Here are some entries; quote each one exactly.

========================================

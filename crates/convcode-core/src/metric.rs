//! Branch metrics for trellis decoding
//!
//! A branch metric is the local cost of one hypothesized transition: the
//! distance between the n received values of a trellis step and the n bits
//! the transition would have emitted. Lower is better.
//!
//! - [`Hamming`]: hard decisions, number of differing bits
//! - [`SquaredEuclidean`]: soft decisions, squared distance to the antipodal
//!   mapping 0 -> -1.0, 1 -> +1.0

/// Distance between one received symbol group and an expected output.
pub trait BranchMetric: Sync {
    /// Received value type (a bit for hard decisions, a real for soft).
    type Symbol: Sync;

    /// Cost of receiving `received` when `expected` was sent. Both slices have
    /// length n.
    fn distance(&self, received: &[Self::Symbol], expected: &[bool]) -> f64;
}

/// Hamming distance on hard-decision bits.
#[derive(Debug, Clone, Copy, Default)]
pub struct Hamming;

impl BranchMetric for Hamming {
    type Symbol = bool;

    fn distance(&self, received: &[bool], expected: &[bool]) -> f64 {
        received
            .iter()
            .zip(expected)
            .filter(|(r, e)| r != e)
            .count() as f64
    }
}

/// Squared Euclidean distance on antipodal soft symbols.
#[derive(Debug, Clone, Copy, Default)]
pub struct SquaredEuclidean;

impl SquaredEuclidean {
    /// Antipodal level of a coded bit.
    #[inline]
    pub fn level(bit: bool) -> f64 {
        if bit {
            1.0
        } else {
            -1.0
        }
    }
}

impl BranchMetric for SquaredEuclidean {
    type Symbol = f64;

    fn distance(&self, received: &[f64], expected: &[bool]) -> f64 {
        received
            .iter()
            .zip(expected)
            .map(|(&r, &e)| {
                let diff = r - Self::level(e);
                diff * diff
            })
            .sum()
    }
}
//! # Convolutional Coding Library
//!
//! A rate 1/n convolutional encoder and a maximum-likelihood Viterbi decoder
//! for the same code, with hard-decision (Hamming) and soft-decision
//! (squared Euclidean) branch metrics.
//!
//! ## Overview
//!
//! A code is defined by its constraint length K and n generator polynomials.
//! Generators are tap masks over the shift register, least-significant bit
//! first: bit `i` selects register position `i`, where position 0 is the
//! newest input bit. The trellis has 2^(K-1) states.
//!
//! ```text
//! TX: data bits -> flush K-1 zeros -> shift register -> n parity bits per input
//! RX: n symbols per step -> add-compare-select -> survivor traceback -> data bits
//! ```
//!
//! ## Example
//!
//! ```rust
//! use convcode_core::{CodeConfig, ConvolutionalEncoder, ViterbiDecoder};
//!
//! let encoder = ConvolutionalEncoder::new(CodeConfig::simple_k3()).unwrap();
//! let decoder = ViterbiDecoder::new(&encoder);
//!
//! let data = vec![true, false, true, true, false];
//! let mut received = encoder.encode(&data);
//! received[3] = !received[3];
//!
//! assert_eq!(decoder.decode(&received), data);
//! ```

pub mod config;
pub mod encoder;
pub mod error;
pub mod logging;
pub mod metric;
pub mod register;
pub mod viterbi;

// Re-export main types
pub use config::{CodeConfig, DecisionMode, MAX_CONSTRAINT_LENGTH};
pub use encoder::{free_distance, ConvolutionalEncoder, Transition};
pub use error::{FecError, FecResult};
pub use metric::{BranchMetric, Hamming, SquaredEuclidean};
pub use register::ShiftRegister;
pub use viterbi::{DecodeOutcome, ViterbiDecoder};

/// Prelude module for convenient imports
pub mod prelude {
    pub use crate::config::{CodeConfig, DecisionMode};
    pub use crate::encoder::ConvolutionalEncoder;
    pub use crate::error::{FecError, FecResult};
    pub use crate::metric::{BranchMetric, Hamming, SquaredEuclidean};
    pub use crate::viterbi::{DecodeOutcome, ViterbiDecoder};
}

========================================

▶ Solution to the exercise:
filename crates/convcode-core/src/metric.rs
//! Branch metrics for trellis decoding
//!
//! A branch metric is the local cost of one hypothesized transition: the
//! distance between the n received values of a trellis step and the n bits
//! the transition would have emitted. Lower is better.
//!
//! - [`Hamming`]: hard decisions, number of differing bits
//! - [`SquaredEuclidean`]: soft decisions, squared distance to the antipodal
//!   mapping 0 -> -1.0, 1 -> +1.0

/// Distance between one received symbol group and an expected output.
pub trait BranchMetric: Sync {
    /// Received value type (a bit for hard decisions, a real for soft).
    type Symbol: Sync;

    /// Cost of receiving `received` when `expected` was sent. Both slices have
    /// length n.
    fn distance(&self, received: &[Self::Symbol], expected: &[bool]) -> f64;
}

/// Hamming distance on hard-decision bits.
#[derive(Debug, Clone, Copy, Default)]
pub struct Hamming;

impl BranchMetric for Hamming {
    type Symbol = bool;

    fn distance(&self, received: &[bool], expected: &[bool]) -> f64 {
        received
            .iter()
            .zip(expected)
            .filter(|(r, e)| r != e)
            .count() as f64
    }
}

/// Squared Euclidean distance on antipodal soft symbols.
#[derive(Debug, Clone, Copy, Default)]
pub struct SquaredEuclidean;

impl SquaredEuclidean {
    /// Antipodal level of a coded bit.
    #[inline]
    pub fn level(bit: bool) -> f64 {
        if bit {
            1.0
        } else {
            -1.0
        }
    }
}

impl BranchMetric for SquaredEuclidean {
    type Symbol = f64;

    fn distance(&self, received: &[f64], expected: &[bool]) -> f64 {
        received
            .iter()
            .zip(expected)
            .map(|(&r, &e)| {
                let diff = r - Self::level(e);
                diff * diff
            })
            .sum()
    }
}
//! # Convolutional Coding Library
//!
//! A rate 1/n convolutional encoder and a maximum-likelihood Viterbi decoder
//! for the same code, with hard-decision (Hamming) and soft-decision
//! (squared Euclidean) branch metrics.
//!
//! ## Overview
//!
//! A code is defined by its constraint length K and n generator polynomials.
//! Generators are tap masks over the shift register, least-significant bit
//! first: bit `i` selects register position `i`, where position 0 is the
//! newest input bit. The trellis has 2^(K-1) states.
//!
//! ```text
//! TX: data bits -> flush K-1 zeros -> shift register -> n parity bits per input
//! RX: n symbols per step -> add-compare-select -> survivor traceback -> data bits
//! ```
//!
//! ## Example
//!
//! ```rust
//! use convcode_core::{CodeConfig, ConvolutionalEncoder, ViterbiDecoder};
//!
//! let encoder = ConvolutionalEncoder::new(CodeConfig::simple_k3()).unwrap();
//! let decoder = ViterbiDecoder::new(&encoder);
//!
//! let data = vec![true, false, true, true, false];
//! let mut received = encoder.encode(&data);
//! received[3] = !received[3];
//!
//! assert_eq!(decoder.decode(&received), data);
//! ```

pub mod config;
pub mod encoder;
pub mod error;
pub mod logging;
pub mod metric;
pub mod register;
pub mod viterbi;

// Re-export main types
pub use config::{CodeConfig, DecisionMode, MAX_CONSTRAINT_LENGTH};
pub use encoder::{free_distance, ConvolutionalEncoder, Transition};
pub use error::{FecError, FecResult};
pub use metric::{BranchMetric, Hamming, SquaredEuclidean};
pub use register::ShiftRegister;
pub use viterbi::{DecodeOutcome, ViterbiDecoder};

/// Prelude module for convenient imports
pub mod prelude {
    pub use crate::config::{CodeConfig, DecisionMode};
    pub use crate::encoder::ConvolutionalEncoder;
    pub use crate::error::{FecError, FecResult};
    pub use crate::metric::{BranchMetric, Hamming, SquaredEuclidean};
    pub use crate::viterbi::{DecodeOutcome, ViterbiDecoder};
}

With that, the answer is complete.